Para mí, Burgos siempre ha estado ahí. Vivo en plena ruta del camino de Santiago, en Santo Domingo de la Calzada hay una línea regular de autobuses que cubre el trayecto entre Logroño y Burgos en una hora y media. Si en Logroño El Espolón es una amplísima plaza perfectamente cuadrada y distribuida, en Burgos, El Espolón, es un largo paseo de plátanos en el que nunca uno se cansa de pasear y de estar, sobre todo en verano. A un paso de él está la catedral, la catedral de Burgos. Impresionante.
¿Qué ver de la catedral? Siempre se ha dicho que la capilla de los Condestables es de lo mejor. El retablo es considerado de mucho valor. Corresponde a Diego de Siloé. A mí me impresionan sus torres, del siglo XV, alzándose sin medida hacia el cielo y su rosetón de la puerta principal. La entrada lateral es más expresiva. Está precedida de una enorme escalinata. Otro elemento de la catedral con identidad propia es el cimborrio. Fue construido por Juan de Vallejo, siglo XVI, los pilares sobre los que se levanta son enormes. Su decoración es exagerada y cubre todas sus superficies interiores y exteriores sin dejar el menor resquicio. Su singularidad radica en la mezcla de estilos gótico y renacentista.
Alfonso VIII y Leonor de Aquitania fundaron el Monasterio de las Huelgas. Su destino inicial era el de espacio vital y de culto de las monjas cisctercienses, pero pronto se convirtió en panteón real. Es de estilo gótico, tiene tres naves y cinco absides. Se notan influencias francesas.
Otro de los lugares emblemáticos de Burgos es la Cartuja de Miraflores. Gil de Siloé, padre de Diego de Siloé, fue el autor del sepulcro de Juan II e Isabel de Portugal. También es suyo el retablo de La Cartuja.

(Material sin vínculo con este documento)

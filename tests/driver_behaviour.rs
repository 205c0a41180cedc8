//! Behavioural scenarios for the host driver lifecycle.

mod driver;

Como no todo va a ser visitar monumentos, que también hay que comer, por mi cabeza sobrevuela la morcilla de Burgos y el queso fresco, el de Burgos. Claro que a base de morcilla y queso no cubrimos las necesidades. Habrá que probar algún lechazo asado o alguna olla podrida. Si lo acompañamos con los ahora ya tan famosos vinos del Duero, nos quedará un menú perfecto para esta salida. Solo hay que encontrar un sitio en el que nos lo sirvan. Creo que el restaurante Arlanza, en la calle Córdoba, nº 4, puede ser una buena elección. Pero en las calles alrededor de la catedral hay un sinfín de opciones.